Which lines in the data below contain the string "invokedynamic"? Show each one.

+ + + +

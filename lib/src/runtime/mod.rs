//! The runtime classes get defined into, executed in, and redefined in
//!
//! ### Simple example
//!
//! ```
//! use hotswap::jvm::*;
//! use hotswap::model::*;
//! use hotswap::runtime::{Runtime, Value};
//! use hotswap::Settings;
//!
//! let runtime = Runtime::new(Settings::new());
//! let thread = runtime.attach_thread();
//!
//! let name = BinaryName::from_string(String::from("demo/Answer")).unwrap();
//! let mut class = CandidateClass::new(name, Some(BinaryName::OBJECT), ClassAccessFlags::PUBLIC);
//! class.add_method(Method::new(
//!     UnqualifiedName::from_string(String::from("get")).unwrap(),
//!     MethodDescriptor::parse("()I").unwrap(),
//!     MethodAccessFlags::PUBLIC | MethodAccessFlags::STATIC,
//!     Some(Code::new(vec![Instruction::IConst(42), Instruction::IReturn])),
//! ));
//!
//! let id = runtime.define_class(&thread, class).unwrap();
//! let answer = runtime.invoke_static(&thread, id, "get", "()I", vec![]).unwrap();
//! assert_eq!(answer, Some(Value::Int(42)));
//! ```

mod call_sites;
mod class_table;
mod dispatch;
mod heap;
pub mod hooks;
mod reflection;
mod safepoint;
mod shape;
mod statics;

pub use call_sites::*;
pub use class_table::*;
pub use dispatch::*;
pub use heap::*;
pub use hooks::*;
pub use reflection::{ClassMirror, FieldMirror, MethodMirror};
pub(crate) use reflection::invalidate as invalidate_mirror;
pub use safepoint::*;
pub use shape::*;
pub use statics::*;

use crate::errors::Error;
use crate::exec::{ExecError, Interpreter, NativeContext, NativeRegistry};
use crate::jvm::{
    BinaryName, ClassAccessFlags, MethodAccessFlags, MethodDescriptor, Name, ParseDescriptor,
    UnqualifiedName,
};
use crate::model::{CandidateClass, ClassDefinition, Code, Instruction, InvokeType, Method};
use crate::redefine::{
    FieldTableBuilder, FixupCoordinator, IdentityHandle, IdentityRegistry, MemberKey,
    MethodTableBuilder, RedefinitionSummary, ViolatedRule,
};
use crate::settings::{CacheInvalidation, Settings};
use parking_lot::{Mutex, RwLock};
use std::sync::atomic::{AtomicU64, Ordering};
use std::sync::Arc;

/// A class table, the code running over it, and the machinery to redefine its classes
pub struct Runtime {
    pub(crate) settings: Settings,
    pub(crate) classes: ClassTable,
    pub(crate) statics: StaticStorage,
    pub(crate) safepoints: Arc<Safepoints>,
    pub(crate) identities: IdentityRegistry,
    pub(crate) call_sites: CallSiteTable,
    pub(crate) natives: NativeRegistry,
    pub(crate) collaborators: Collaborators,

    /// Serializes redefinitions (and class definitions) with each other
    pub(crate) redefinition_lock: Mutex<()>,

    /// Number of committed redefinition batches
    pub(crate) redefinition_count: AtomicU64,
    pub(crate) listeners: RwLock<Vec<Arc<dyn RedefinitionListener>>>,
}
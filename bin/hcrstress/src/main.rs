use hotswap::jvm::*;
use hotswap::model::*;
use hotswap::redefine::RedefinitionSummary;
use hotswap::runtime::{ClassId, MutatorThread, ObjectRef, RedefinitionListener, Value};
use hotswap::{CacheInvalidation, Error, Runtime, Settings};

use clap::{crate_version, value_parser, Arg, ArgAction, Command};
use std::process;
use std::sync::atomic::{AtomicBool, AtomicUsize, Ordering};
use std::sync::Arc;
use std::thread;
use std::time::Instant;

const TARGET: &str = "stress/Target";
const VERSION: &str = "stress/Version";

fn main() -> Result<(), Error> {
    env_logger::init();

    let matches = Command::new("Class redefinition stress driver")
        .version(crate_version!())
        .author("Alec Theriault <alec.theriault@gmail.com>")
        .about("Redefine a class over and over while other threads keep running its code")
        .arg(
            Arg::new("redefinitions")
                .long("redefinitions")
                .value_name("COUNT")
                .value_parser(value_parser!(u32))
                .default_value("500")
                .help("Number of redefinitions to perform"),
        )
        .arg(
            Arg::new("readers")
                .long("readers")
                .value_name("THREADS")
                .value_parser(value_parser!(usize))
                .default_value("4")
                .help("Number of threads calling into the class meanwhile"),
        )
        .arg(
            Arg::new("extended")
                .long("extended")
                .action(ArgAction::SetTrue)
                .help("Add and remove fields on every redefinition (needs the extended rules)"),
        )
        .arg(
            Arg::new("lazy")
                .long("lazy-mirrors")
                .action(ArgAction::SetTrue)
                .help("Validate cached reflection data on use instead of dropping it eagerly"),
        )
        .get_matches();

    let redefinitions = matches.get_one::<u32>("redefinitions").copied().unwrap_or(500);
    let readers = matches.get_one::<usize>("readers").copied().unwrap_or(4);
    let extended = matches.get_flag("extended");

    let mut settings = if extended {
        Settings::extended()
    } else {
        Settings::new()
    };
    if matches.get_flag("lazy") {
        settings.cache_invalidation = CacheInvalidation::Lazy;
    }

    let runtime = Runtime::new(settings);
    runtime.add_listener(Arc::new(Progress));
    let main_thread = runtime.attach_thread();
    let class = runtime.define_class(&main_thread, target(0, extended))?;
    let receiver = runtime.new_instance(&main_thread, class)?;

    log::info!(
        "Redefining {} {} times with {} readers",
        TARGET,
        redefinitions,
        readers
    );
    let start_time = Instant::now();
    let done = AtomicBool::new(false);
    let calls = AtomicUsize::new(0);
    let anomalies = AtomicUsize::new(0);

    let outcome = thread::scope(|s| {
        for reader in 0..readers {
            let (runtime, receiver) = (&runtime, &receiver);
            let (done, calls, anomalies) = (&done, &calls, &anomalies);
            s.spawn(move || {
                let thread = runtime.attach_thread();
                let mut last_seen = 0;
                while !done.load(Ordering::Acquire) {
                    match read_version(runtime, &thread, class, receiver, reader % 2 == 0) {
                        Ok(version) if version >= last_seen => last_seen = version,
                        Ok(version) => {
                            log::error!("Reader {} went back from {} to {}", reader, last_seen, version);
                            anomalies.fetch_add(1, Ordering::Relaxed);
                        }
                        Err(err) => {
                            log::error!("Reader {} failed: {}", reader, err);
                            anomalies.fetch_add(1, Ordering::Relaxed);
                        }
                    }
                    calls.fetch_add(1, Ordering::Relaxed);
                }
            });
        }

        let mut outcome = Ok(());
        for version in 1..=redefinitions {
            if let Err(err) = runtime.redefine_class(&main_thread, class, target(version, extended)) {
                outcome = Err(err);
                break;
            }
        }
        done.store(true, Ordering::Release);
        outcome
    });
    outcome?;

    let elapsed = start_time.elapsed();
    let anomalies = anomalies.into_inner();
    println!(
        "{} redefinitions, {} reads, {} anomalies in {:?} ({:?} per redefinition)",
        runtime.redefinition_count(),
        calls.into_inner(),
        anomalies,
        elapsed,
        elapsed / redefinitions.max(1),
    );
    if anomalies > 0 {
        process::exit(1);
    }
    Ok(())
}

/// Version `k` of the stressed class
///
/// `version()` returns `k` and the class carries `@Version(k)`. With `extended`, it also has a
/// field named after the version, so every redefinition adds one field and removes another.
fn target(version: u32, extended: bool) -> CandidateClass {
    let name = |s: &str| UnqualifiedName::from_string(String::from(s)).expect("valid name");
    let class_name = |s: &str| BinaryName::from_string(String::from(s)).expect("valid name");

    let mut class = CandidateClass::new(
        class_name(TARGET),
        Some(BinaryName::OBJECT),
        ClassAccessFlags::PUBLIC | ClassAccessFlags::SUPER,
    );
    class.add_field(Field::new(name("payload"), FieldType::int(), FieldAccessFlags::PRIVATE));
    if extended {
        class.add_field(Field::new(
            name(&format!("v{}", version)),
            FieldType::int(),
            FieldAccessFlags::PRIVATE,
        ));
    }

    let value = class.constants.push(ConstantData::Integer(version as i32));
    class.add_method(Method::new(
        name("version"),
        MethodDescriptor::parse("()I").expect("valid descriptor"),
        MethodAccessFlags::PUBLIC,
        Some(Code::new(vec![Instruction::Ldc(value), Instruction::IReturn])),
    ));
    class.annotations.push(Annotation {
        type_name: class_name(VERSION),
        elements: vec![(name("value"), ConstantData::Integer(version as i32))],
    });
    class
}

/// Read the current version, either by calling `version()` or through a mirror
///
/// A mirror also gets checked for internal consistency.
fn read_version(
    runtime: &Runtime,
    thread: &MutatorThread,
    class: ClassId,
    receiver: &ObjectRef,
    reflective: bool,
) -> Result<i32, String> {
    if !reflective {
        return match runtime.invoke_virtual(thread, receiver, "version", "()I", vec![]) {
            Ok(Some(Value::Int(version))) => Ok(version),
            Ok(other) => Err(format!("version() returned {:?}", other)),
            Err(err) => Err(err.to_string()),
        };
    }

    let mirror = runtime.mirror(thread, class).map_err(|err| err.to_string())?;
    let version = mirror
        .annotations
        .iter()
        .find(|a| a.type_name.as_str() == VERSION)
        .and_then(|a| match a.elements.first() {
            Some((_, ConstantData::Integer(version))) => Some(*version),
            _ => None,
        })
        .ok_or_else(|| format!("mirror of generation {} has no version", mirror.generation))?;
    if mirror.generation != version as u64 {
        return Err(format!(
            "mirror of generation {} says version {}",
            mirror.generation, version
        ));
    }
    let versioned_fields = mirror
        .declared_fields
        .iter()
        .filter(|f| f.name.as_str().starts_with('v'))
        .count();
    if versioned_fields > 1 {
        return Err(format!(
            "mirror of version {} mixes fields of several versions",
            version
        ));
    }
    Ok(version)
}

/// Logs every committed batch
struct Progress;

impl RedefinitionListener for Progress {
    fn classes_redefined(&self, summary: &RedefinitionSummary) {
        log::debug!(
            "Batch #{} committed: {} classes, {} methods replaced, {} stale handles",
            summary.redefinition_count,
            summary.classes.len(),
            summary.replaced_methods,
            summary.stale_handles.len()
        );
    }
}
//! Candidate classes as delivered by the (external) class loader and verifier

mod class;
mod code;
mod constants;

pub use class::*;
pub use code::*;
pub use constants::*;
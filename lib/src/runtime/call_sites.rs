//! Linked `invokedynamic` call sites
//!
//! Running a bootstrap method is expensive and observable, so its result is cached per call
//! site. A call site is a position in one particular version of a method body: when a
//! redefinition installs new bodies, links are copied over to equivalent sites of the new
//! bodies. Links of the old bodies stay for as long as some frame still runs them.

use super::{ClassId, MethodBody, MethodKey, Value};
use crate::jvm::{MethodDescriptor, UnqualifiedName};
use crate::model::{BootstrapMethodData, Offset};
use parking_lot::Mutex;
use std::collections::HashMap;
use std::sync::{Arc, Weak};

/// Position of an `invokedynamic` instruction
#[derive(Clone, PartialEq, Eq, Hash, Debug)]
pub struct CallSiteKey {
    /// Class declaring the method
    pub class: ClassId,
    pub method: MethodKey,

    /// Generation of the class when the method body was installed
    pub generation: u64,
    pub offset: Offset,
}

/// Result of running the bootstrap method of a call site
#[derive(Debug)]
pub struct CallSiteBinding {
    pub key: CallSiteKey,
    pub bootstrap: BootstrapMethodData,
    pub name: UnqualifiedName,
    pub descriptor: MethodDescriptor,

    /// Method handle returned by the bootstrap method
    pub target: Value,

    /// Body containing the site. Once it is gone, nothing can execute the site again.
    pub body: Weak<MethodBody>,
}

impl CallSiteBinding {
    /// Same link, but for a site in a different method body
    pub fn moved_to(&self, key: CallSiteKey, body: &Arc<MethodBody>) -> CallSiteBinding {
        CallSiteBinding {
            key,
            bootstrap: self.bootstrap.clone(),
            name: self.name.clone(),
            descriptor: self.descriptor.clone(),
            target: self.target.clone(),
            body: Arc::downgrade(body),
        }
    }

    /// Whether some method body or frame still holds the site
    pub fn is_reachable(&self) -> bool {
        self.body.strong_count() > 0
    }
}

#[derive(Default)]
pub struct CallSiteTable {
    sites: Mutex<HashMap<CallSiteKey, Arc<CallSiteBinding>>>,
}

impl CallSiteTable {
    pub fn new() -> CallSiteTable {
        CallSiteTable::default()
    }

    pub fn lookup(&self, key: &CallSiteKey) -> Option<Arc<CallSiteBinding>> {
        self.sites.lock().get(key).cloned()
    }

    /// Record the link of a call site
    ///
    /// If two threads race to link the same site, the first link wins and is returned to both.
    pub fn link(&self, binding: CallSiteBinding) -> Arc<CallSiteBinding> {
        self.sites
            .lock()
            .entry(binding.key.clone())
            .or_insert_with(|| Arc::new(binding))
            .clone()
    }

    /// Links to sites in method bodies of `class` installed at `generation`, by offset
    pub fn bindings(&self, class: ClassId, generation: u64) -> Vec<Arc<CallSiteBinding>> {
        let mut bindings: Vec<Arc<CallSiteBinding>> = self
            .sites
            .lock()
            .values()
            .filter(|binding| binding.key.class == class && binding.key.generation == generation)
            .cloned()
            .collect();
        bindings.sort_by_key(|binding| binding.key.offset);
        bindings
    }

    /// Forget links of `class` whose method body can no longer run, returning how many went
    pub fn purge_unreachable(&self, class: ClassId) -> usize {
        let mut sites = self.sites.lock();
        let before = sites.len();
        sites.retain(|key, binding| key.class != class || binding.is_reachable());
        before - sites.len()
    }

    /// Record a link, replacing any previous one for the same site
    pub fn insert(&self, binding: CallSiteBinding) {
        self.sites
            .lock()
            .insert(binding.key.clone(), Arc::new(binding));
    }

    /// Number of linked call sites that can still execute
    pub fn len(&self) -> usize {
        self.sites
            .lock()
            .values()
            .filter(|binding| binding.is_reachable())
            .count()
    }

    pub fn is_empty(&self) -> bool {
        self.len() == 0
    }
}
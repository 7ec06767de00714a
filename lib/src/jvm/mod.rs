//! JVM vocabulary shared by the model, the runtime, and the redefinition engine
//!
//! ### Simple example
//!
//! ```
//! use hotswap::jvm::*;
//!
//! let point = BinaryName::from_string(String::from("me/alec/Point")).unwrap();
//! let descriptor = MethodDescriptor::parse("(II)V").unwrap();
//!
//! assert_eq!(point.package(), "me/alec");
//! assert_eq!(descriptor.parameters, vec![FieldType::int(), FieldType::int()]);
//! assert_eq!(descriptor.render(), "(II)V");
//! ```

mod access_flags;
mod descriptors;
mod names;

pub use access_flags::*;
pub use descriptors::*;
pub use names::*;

+ + + +

* **Task result**
//! Linked `invokedynamic` call sites
/// Position of an `invokedynamic` instruction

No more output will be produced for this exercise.